El horror nuestro de cada día (284)

ARPÍAS EN LOS BAJOS DEL CHUVÍSCAR


El horror nuestro de cada día (284)

La Crónica de Chihuahua
Marzo de 2017, 16:39 pm

Por Froilán Meza Rivera

Eran aquéllos, malos tiempos. Eran noches en que la gente dormía mal en Chihuahua, porque una oleada de secuestros de niños pequeños tenía sumida a la población en el peor de los terrores. Todos los casos, que ya se contaban por decenas, se habían realizado en la noche, y todos ellos habían sucedido en casas humildes, a las que los robaniños entraban sin dificultades, porque muchas de esas moradas tenían como puerta una cobija tan sólo.

La noche de la desgracia de Marianita Brambila, los llamados del sereno se escucharon a lo lejos en la avenida Juárez. Acá, en el barrio que se conocía como Los Bajos del Chuvíscar, ella y otras madres llenas de miedo, apenas alcanzaron a distinguir el grito de: “¡Las nueve y sereno!”… y después: “¡las diez y sereno!”

Pero hubo un grito más, también lejano, algo como el llanto de una madre que ha perdido a su hijo que apenas es un bebé.
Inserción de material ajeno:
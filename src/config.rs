use color_eyre::{eyre::eyre, Result};
use serde::Deserialize;
use std::path::{Path, PathBuf};

use crate::listing::{FilterCriteria, PricePreset};

#[derive(Debug, Clone, Deserialize)]
pub struct Config {
  pub api: ApiConfig,
  #[serde(default)]
  pub cache: CacheConfig,
  #[serde(default)]
  pub listing: ListingConfig,
  #[serde(default)]
  pub log: LogConfig,
}

#[derive(Debug, Clone, Deserialize)]
pub struct ApiConfig {
  /// Root of the store REST API, e.g. "https://books.example.com/api/"
  pub base_url: String,
  /// Per-request timeout in seconds
  #[serde(default = "default_timeout_secs")]
  pub timeout_secs: u64,
}

#[derive(Debug, Clone, Deserialize)]
pub struct CacheConfig {
  /// Disable to run without durable storage (every load hits the network)
  #[serde(default = "default_true")]
  pub enabled: bool,
  /// How long cached collections are served without revalidation
  #[serde(default = "default_ttl_secs")]
  pub ttl_secs: u64,
  /// Cache database location (defaults to the user data directory)
  pub path: Option<PathBuf>,
}

impl Default for CacheConfig {
  fn default() -> Self {
    Self {
      enabled: true,
      ttl_secs: default_ttl_secs(),
      path: None,
    }
  }
}

impl CacheConfig {
  pub fn ttl(&self) -> chrono::Duration {
    let secs = i64::try_from(self.ttl_secs)
      .unwrap_or(i64::MAX)
      .min(i64::MAX / 1_000);
    chrono::Duration::seconds(secs)
  }
}

#[derive(Debug, Clone, Deserialize)]
pub struct ListingConfig {
  #[serde(default = "default_page_size")]
  pub page_size: usize,
  #[serde(default = "PricePreset::defaults")]
  pub price_presets: Vec<PricePreset>,
}

impl Default for ListingConfig {
  fn default() -> Self {
    Self {
      page_size: default_page_size(),
      price_presets: PricePreset::defaults(),
    }
  }
}

impl ListingConfig {
  /// Look up a preset by label, ignoring case.
  pub fn preset(&self, label: &str) -> Option<&PricePreset> {
    self
      .price_presets
      .iter()
      .find(|p| p.label.eq_ignore_ascii_case(label.trim()))
  }

  /// Fresh criteria using the configured page size.
  pub fn default_criteria(&self) -> FilterCriteria {
    FilterCriteria::new(self.page_size)
  }
}

#[derive(Debug, Clone, Deserialize)]
pub struct LogConfig {
  /// `tracing` filter directive; STOREFRONT_LOG takes precedence
  #[serde(default = "default_log_filter")]
  pub filter: String,
  /// Write logs to a file in this directory instead of stderr
  pub directory: Option<PathBuf>,
}

impl Default for LogConfig {
  fn default() -> Self {
    Self {
      filter: default_log_filter(),
      directory: None,
    }
  }
}

fn default_timeout_secs() -> u64 {
  15
}

fn default_true() -> bool {
  true
}

fn default_ttl_secs() -> u64 {
  300
}

fn default_page_size() -> usize {
  10
}

fn default_log_filter() -> String {
  "warn".to_string()
}

impl Config {
  /// Load configuration from file.
  ///
  /// Search order:
  /// 1. Explicit path if provided
  /// 2. ./storefront.yaml (current directory)
  /// 3. $XDG_CONFIG_HOME/storefront/config.yaml
  pub fn load(explicit_path: Option<&Path>) -> Result<Self> {
    let path = if let Some(p) = explicit_path {
      if p.exists() {
        Some(p.to_path_buf())
      } else {
        return Err(eyre!("Config file not found: {}", p.display()));
      }
    } else {
      Self::find_config_file()
    };

    match path {
      Some(p) => Self::load_from_path(&p),
      None => Err(eyre!(
        "No configuration file found. Create one at ~/.config/storefront/config.yaml\n\
                 with at least `api.base_url` set."
      )),
    }
  }

  fn find_config_file() -> Option<PathBuf> {
    // Check current directory
    let local = PathBuf::from("storefront.yaml");
    if local.exists() {
      return Some(local);
    }

    // Check XDG config directory
    if let Some(config_dir) = dirs::config_dir() {
      let xdg_path = config_dir.join("storefront").join("config.yaml");
      if xdg_path.exists() {
        return Some(xdg_path);
      }
    }

    None
  }

  fn load_from_path(path: &Path) -> Result<Self> {
    let contents = std::fs::read_to_string(path)
      .map_err(|e| eyre!("Failed to read config file {}: {}", path.display(), e))?;

    Self::from_yaml(&contents)
      .map_err(|e| eyre!("Failed to parse config file {}: {}", path.display(), e))
  }

  fn from_yaml(contents: &str) -> Result<Self> {
    let config: Config = serde_yaml::from_str(contents)?;

    if config.listing.page_size == 0 {
      return Err(eyre!("listing.page_size must be at least 1"));
    }

    Ok(config)
  }

  /// Get the optional store API token from the environment.
  ///
  /// Checks STOREFRONT_API_TOKEN.
  pub fn get_api_token() -> Option<String> {
    std::env::var("STOREFRONT_API_TOKEN")
      .ok()
      .filter(|t| !t.is_empty())
  }
}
Mariana estaba segura del significado de aquel grito a lo lejos, aunque no sabía por qué.

Sí. Siempre estuvo segura que esos horripilantes seres se llevarían al niño, al hijo de sus entrañas, a su pequeñito de dos años, esas viejas arpías de pelo largo ensortijado, endurecido por la sangre seca y que cuelga sobre su cabeza redonda con nariz aguda, larga, aguileña, cubierta de enormes y rugosos granos. Porque ella ya las había visto rondar por la alameda, las había visto encaramadas en las altas ramas en los Bajos del Chuvíscar, sus siluetas encorvadas y sus ojos, como bolas enrojecidas que parecían lanzar chispas.

Ya rondaban.

Apenas le arrebataron a su bebé de las propias manos, y Marianita Brambila se quiso volver loca. De manera casi automática, salió ella en persecución de aquellas sombras. Corrió en dirección a la arboleda, donde desaparecen las calles y se convierten en prado y bosque, con las hileras de álamos bordeando la corriente del Chuvíscar.

Allá se topó Marianita, jadeante y sudorosa por el esfuerzo, con un individuo al que no pudo reconocer como uno de los captores. Duda. Cuando le quitaron al niño, fue en plena oscuridad, además de que ella estaba semidormida con su retoño sobre el regazo, dormido también el infante. ¿Cómo saber quién fue?

Mariana Brambila se asomó a la presencia del hombre. Lo que vio: un bigote irregular y una rala barba corta rodeaban esa boca, que al abrirse dejaba ver unos cuantos dientes negros por entre los que se asomaba una extraña lengua amoratada. El cuerpo del individuo era alto, huesudo, e iba cubierto por una capa parda de la que sobresalían unas manos llenas de nervios, flacas, terminadas en uñas sucias y malolientes.

La destrozada madre terminó perdiendo la esperanza de hallar a su bebé, y pasó un año, dos años en ese martirio, hasta que ella misma pereció consumida de pura tristeza.

¿Y las arpías? Después de que el conteo de los niños desaparecidos en aquel año de finales del siglo antepasado llegó a noventa, los raptos cesaron. Fue como si aquella banda de seres infernales hubiera terminado su cometido en esta ciudad. Como si hubieran emigrado.